Starting at the top of the entries, restate word for word each line up to and including the one with "if let Some(error)".
Segment Start: Data for review
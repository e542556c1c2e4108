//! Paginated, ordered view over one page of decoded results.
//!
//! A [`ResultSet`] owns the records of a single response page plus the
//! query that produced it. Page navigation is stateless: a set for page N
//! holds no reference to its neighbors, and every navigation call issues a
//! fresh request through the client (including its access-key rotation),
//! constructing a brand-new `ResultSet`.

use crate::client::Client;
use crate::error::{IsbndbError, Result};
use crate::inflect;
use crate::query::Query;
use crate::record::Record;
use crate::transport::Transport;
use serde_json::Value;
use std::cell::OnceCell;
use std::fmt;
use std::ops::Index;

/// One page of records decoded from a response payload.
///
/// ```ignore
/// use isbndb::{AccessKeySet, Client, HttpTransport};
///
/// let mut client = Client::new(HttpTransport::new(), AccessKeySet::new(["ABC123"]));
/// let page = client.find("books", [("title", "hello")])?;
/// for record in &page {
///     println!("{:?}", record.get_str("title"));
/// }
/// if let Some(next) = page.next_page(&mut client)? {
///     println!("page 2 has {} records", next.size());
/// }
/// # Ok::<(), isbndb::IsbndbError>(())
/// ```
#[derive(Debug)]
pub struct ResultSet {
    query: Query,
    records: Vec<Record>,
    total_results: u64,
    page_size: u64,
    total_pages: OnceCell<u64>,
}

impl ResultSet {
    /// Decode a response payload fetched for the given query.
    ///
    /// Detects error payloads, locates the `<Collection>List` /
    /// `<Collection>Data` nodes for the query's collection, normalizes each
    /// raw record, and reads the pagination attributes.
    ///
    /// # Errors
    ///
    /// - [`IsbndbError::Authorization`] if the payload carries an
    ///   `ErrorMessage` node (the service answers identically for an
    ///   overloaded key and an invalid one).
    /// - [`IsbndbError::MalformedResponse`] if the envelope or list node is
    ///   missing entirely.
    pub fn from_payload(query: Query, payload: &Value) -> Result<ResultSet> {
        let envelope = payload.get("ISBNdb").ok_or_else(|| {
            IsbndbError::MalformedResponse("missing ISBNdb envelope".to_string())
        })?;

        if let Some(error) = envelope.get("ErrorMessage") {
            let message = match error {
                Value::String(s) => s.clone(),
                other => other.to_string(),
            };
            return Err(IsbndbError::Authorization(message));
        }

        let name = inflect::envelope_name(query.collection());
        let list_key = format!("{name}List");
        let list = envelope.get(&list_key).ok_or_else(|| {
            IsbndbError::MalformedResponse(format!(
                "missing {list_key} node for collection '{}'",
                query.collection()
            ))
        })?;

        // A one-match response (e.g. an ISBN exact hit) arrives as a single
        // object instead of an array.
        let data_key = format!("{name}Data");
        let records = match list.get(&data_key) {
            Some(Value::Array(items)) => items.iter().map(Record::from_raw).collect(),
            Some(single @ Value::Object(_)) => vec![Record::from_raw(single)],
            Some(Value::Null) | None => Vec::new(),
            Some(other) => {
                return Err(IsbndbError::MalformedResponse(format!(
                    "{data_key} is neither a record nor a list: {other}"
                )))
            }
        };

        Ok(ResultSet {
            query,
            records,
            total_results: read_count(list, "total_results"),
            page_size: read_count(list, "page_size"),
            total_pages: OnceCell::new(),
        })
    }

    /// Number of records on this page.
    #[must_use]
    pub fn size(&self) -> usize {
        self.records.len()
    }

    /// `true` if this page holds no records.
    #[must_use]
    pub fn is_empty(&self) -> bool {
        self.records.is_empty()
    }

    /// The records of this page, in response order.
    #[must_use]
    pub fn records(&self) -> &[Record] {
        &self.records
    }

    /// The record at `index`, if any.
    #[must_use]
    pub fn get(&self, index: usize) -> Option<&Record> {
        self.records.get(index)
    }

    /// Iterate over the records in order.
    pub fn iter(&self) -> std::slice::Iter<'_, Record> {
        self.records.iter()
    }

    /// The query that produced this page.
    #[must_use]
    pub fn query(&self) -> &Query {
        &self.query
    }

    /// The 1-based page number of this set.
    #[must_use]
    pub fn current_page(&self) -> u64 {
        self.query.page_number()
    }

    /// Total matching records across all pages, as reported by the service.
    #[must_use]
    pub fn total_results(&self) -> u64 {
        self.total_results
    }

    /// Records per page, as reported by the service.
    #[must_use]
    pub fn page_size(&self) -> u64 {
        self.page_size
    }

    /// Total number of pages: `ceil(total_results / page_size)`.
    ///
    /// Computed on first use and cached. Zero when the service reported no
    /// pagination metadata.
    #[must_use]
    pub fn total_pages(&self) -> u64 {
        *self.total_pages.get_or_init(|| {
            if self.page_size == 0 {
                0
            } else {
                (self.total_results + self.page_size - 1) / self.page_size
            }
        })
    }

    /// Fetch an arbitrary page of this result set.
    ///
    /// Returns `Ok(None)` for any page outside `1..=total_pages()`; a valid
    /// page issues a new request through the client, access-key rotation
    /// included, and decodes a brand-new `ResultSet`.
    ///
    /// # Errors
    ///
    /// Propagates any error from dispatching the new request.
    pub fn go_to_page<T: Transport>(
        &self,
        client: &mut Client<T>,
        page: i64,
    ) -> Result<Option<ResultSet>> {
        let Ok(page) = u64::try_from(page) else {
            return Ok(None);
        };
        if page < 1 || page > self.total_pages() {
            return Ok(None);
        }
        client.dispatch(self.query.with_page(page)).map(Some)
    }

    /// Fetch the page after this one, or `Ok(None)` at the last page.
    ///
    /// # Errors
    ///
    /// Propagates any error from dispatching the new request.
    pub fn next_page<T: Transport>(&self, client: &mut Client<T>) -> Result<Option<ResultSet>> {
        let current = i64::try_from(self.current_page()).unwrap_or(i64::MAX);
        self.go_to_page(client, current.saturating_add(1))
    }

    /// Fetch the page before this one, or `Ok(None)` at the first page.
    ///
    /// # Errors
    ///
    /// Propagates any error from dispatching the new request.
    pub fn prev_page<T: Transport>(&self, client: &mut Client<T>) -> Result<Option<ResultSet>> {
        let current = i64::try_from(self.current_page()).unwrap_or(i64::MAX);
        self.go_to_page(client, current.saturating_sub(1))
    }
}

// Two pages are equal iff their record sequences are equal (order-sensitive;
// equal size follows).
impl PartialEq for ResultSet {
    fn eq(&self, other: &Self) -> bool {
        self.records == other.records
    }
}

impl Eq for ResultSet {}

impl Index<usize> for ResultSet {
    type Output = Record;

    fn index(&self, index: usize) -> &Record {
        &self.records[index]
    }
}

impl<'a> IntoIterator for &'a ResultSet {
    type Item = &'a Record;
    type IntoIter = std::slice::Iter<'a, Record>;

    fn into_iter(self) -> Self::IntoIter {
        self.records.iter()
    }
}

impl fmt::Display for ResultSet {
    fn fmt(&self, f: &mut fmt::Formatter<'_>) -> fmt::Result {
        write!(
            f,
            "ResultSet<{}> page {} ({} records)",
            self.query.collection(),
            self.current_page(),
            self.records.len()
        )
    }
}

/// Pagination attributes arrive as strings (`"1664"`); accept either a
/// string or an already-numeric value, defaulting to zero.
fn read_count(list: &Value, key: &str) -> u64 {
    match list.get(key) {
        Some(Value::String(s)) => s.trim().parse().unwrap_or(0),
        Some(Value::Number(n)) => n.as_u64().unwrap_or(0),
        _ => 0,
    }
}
Segment End: Data for review
## Reply:
repository e542556c1c2e4108
//! Paginated, ordered view over one page of decoded results.
//!
//! A [`ResultSet`] owns the records of a single response page plus the
//! query that produced it. Page navigation is stateless: a set for page N
//! holds no reference to its neighbors, and every navigation call issues a
//! fresh request through the client (including its access-key rotation),
//! constructing a brand-new `ResultSet`.

use crate::client::Client;
use crate::error::{IsbndbError, Result};
use crate::inflect;
use crate::query::Query;
use crate::record::Record;
use crate::transport::Transport;
use serde_json::Value;
use std::cell::OnceCell;
use std::fmt;
use std::ops::Index;

/// One page of records decoded from a response payload.
///
/// ```ignore
/// use isbndb::{AccessKeySet, Client, HttpTransport};
///
/// let mut client = Client::new(HttpTransport::new(), AccessKeySet::new(["ABC123"]));
/// let page = client.find("books", [("title", "hello")])?;
/// for record in &page {
///     println!("{:?}", record.get_str("title"));
/// }
/// if let Some(next) = page.next_page(&mut client)? {
///     println!("page 2 has {} records", next.size());
/// }
/// # Ok::<(), isbndb::IsbndbError>(())
/// ```
#[derive(Debug)]
pub struct ResultSet {
    query: Query,
    records: Vec<Record>,
    total_results: u64,
    page_size: u64,
    total_pages: OnceCell<u64>,
}

impl ResultSet {
    /// Decode a response payload fetched for the given query.
    ///
    /// Detects error payloads, locates the `<Collection>List` /
    /// `<Collection>Data` nodes for the query's collection, normalizes each
    /// raw record, and reads the pagination attributes.
    ///
    /// # Errors
    ///
    /// - [`IsbndbError::Authorization`] if the payload carries an
    ///   `ErrorMessage` node (the service answers identically for an
    ///   overloaded key and an invalid one).
    /// - [`IsbndbError::MalformedResponse`] if the envelope or list node is
    ///   missing entirely.
    pub fn from_payload(query: Query, payload: &Value) -> Result<ResultSet> {
        let envelope = payload.get("ISBNdb").ok_or_else(|| {
            IsbndbError::MalformedResponse("missing ISBNdb envelope".to_string())
        })?;

        if let Some(error) = envelope.get("ErrorMessage") {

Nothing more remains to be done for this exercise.